Data: Begin

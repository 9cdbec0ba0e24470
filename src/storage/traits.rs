//! Storage traits and error types
//!
//! The crawl engine talks to persistence through three narrow capabilities:
//! a per-source [`StateStore`], a [`RecordSink`] for finished records and a
//! [`CycleLog`] for cycle history. [`HarvestQuery`] serves the reporting side.

use crate::record::{DetailRecord, Provenance};
use crate::state::CrawlState;
use crate::storage::CycleRecord;
use chrono::{DateTime, Utc};
use std::collections::{BTreeMap, HashSet};
use thiserror::Error;

/// Errors that can occur during storage operations
#[derive(Debug, Error)]
pub enum StorageError {
    #[error("Database error: {0}")]
    Database(String),

    #[error("Serialization error: {0}")]
    Serialization(String),

    #[error("Record rejected: {0}")]
    Rejected(String),

    #[error("IO error: {0}")]
    Io(#[from] std::io::Error),

    #[error("SQLite error: {0}")]
    Sqlite(#[from] rusqlite::Error),
}

impl From<serde_json::Error> for StorageError {
    fn from(e: serde_json::Error) -> Self {
        Self::Serialization(e.to_string())
    }
}

/// Result type for storage operations
pub type StorageResult<T> = Result<T, StorageError>;

/// Persisted crawl state, one entry per source
///
/// Entries are partitioned by source name, so concurrent cycles of
/// different sources never touch the same entry.
pub trait StateStore: Send + Sync {
    /// Loads the state of `source`
    ///
    /// A source that never completed a cycle has an empty state. Unreadable
    /// timestamps load as `None`.
    fn load_state(&self, source: &str) -> StorageResult<CrawlState>;

    /// Merges a completed cycle into the stored state
    ///
    /// # Arguments
    ///
    /// * `source` - The source name
    /// * `new_ids` - Identifiers handled during the cycle; added, never replacing
    /// * `cycle_started` - Start time of the cycle; the stored last-run never
    ///   moves backwards
    fn merge_state(
        &self,
        source: &str,
        new_ids: &HashSet<String>,
        cycle_started: DateTime<Utc>,
    ) -> StorageResult<()>;

    /// Forgets everything about `source`
    fn reset_state(&self, source: &str) -> StorageResult<()>;
}

/// Destination of finished records
pub trait RecordSink: Send + Sync {
    /// Inserts or replaces the record keyed by its unique id
    fn upsert(&self, record: &DetailRecord) -> StorageResult<()>;
}

/// History of crawl cycles
pub trait CycleLog: Send + Sync {
    fn record_cycle(&self, cycle: &CycleRecord) -> StorageResult<()>;
}

/// Read side used by reports
pub trait HarvestQuery {
    /// Total number of stored records
    fn count_offers(&self) -> StorageResult<u64>;

    /// Loads one stored record of `source`
    fn get_offer(&self, source: &str, unique_id: &str) -> StorageResult<Option<DetailRecord>>;

    /// Record counts per source, sorted by source
    fn offers_by_source(&self) -> StorageResult<Vec<(String, u64)>>;

    /// Record counts per category, sorted by category
    fn offers_by_category(&self) -> StorageResult<Vec<(String, u64)>>;

    /// Number of field values per provenance tag, over all records
    fn provenance_distribution(&self) -> StorageResult<BTreeMap<Provenance, u64>>;

    /// Most recent cycle of every source, sorted by source
    fn latest_cycles(&self) -> StorageResult<Vec<CycleRecord>>;
}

Data: End

- Brief:
Could you count the lines of the listing above that hold the word "side" and give only the total?

- Answer section:
2